Pensar nunca estuvo ni estará de moda. Implica riegos para la salud, dudas, posicionarse en el latido y, por tanto luchar, muchas veces en solitario, contra el numeroso ejército de la ignorancia. En esas coordenadas aspiraba el humo Antonio Escohotado, curioso irrefrenable de este y el más acá, capaz de escribir una obra cumbre en la cárcel y seguir revisándola cada cierto tiempo, consciente de que el conocimiento va a la fuga, de ahí que exija un retoque semanal cuando uno vive con libertad de palabra y obra. Y he aquí el problema: la libertad de pensar pesa, pero empequeñece el miedo.

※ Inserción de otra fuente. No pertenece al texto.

//! GroupAggregator data types

use crate::models::{CameraId, SampleEnvelope};
use chrono::{DateTime, Utc};
use serde::Serialize;
use std::path::{Path, PathBuf};
use std::time::Duration;

/// Why a group was flushed
#[derive(Debug, Clone, Copy, PartialEq, Eq, Serialize)]
#[serde(rename_all = "snake_case")]
pub enum FlushTrigger {
    /// Reached target size
    Size,
    /// Oldest member waited `target_size * unit_wait`
    Time,
}

/// Samples of one camera collected so far
#[derive(Debug, Clone)]
pub struct PendingGroup {
    members: Vec<SampleEnvelope>,
    first_member_at: Option<DateTime<Utc>>,
    target_size: usize,
}

/// Result of re-validating a due group.
///
/// `vanished` lists the members dropped because their file is gone.
#[derive(Debug, PartialEq)]
pub enum FlushDecision {
    /// Members handed out, group reset
    Flush {
        members: Vec<SampleEnvelope>,
        vanished: Vec<PathBuf>,
    },
    /// Too few members survived a size trigger, kept waiting
    Defer {
        remaining: usize,
        vanished: Vec<PathBuf>,
    },
    /// No member survived, group reset
    Emptied { vanished: Vec<PathBuf> },
}

impl PendingGroup {
    pub fn new(target_size: usize) -> Self {
        Self {
            members: Vec::new(),
            first_member_at: None,
            target_size: target_size.max(1),
        }
    }

    pub fn len(&self) -> usize {
        self.members.len()
    }

    pub fn is_empty(&self) -> bool {
        self.members.is_empty()
    }

    pub fn target_size(&self) -> usize {
        self.target_size
    }

    pub fn first_member_at(&self) -> Option<DateTime<Utc>> {
        self.first_member_at
    }

    pub fn members(&self) -> &[SampleEnvelope] {
        &self.members
    }

    pub fn push(&mut self, sample: SampleEnvelope, now: DateTime<Utc>) {
        if self.members.is_empty() {
            self.first_member_at = Some(now);
        }
        self.members.push(sample);
    }

    /// Maximum wait before the time trigger fires
    pub fn max_wait(&self, unit_wait: Duration) -> Duration {
        unit_wait.saturating_mul(self.target_size as u32)
    }

    /// Which trigger, if any, is due at `now`
    pub fn due(&self, now: DateTime<Utc>, unit_wait: Duration) -> Option<FlushTrigger> {
        if self.members.is_empty() {
            return None;
        }
        if self.members.len() >= self.target_size {
            return Some(FlushTrigger::Size);
        }

        let first = self.first_member_at?;
        let waited = (now - first).to_std().unwrap_or(Duration::ZERO);
        (waited >= self.max_wait(unit_wait)).then_some(FlushTrigger::Time)
    }

    /// Drop vanished members, then flush, defer or reset.
    ///
    /// A size trigger needs a full group after validation. A time trigger
    /// flushes whatever survived.
    pub fn take_validated(
        &mut self,
        trigger: FlushTrigger,
        exists: impl Fn(&Path) -> bool,
    ) -> FlushDecision {
        let (kept, gone): (Vec<_>, Vec<_>) = std::mem::take(&mut self.members)
            .into_iter()
            .partition(|m| exists(&m.path));
        self.members = kept;
        let vanished: Vec<PathBuf> = gone.into_iter().map(|m| m.path).collect();

        if self.members.is_empty() {
            self.reset();
            return FlushDecision::Emptied { vanished };
        }

        if trigger == FlushTrigger::Size && self.members.len() < self.target_size {
            return FlushDecision::Defer {
                remaining: self.members.len(),
                vanished,
            };
        }

        let take = self.members.len().min(self.target_size);
        let flushed: Vec<_> = self.members.drain(..take).collect();
        // Overflow beyond one group starts the next group
        if self.members.is_empty() {
            self.first_member_at = None;
        }
        FlushDecision::Flush {
            members: flushed,
            vanished,
        }
    }

    pub fn reset(&mut self) {
        self.members.clear();
        self.first_member_at = None;
    }
}

/// A batch handed to selection
#[derive(Debug, Clone)]
pub struct FlushedGroup {
    pub camera: CameraId,
    /// Monotonic per process, for logs
    pub sequence: u64,
    pub trigger: FlushTrigger,
    pub members: Vec<SampleEnvelope>,
    pub flushed_at: DateTime<Utc>,
}

/// What happened to an ingested sample's group
#[derive(Debug)]
pub enum IngestOutcome {
    /// Still collecting
    Pending { len: usize },
    /// The sample completed a group
    Flushed {
        group: FlushedGroup,
        vanished: Vec<PathBuf>,
    },
    /// Size reached but members vanished; waiting for more
    Deferred {
        remaining: usize,
        vanished: Vec<PathBuf>,
    },
    /// Every member vanished
    Emptied { vanished: Vec<PathBuf> },
}

impl IngestOutcome {
    /// The flushed group, if any, and the paths dropped from the group
    pub fn into_parts(self) -> (Option<FlushedGroup>, Vec<PathBuf>) {
        match self {
            Self::Pending { .. } => (None, Vec::new()),
            Self::Flushed { group, vanished } => (Some(group), vanished),
            Self::Deferred { vanished, .. } | Self::Emptied { vanished } => (None, vanished),
        }
    }
}

/// Groups flushed by one sweep
#[derive(Debug, Default)]
pub struct Sweep {
    pub flushed: Vec<FlushedGroup>,
    pub vanished: Vec<PathBuf>,
}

Por eso tuteaba a Thomas Jefferson, traducía a Newton o tiraba de Hobbes cuando departía, en su caso una forma rara de reflexión. También se drogó, mucho y de calidad, particular manera de demostrar en sus carnes que no hay mayor ficción generalmente admitida que la erigida en torno a las sustancias prescritas por camellos. Eso sí, el alcohol, el diacepam y el tabaco siempre de curso legal, al alcance de cualquiera y anestesiando en nombre de una civilización miope.
Ahora que está muerto parece más cercano, incluso algo más viejo de lo que nunca fue. Vivió deprisa y se va tarde y en Ibiza, aunque mucho antes de que se le acabara la razón. Me quedo este párrafo de su «Historia general de las drogas» y aplicable al día a día: «La pretensión de esta historia ha sido ofrecer un conjunto de materiales para que el escuchante forme su propio juicio. No me siento imparcial, aunque he tratado de ser objetivo. En su fuero interno, cada cual llegará a conclusiones tanto más ecuánimes cuanto más tomen en cuenta el contraste entre el esfuerzo por lograr influencia y el esfuerzo por comprender». Pues eso, habrá que pensar, osar y de paso recordarle. Gracias, maestro.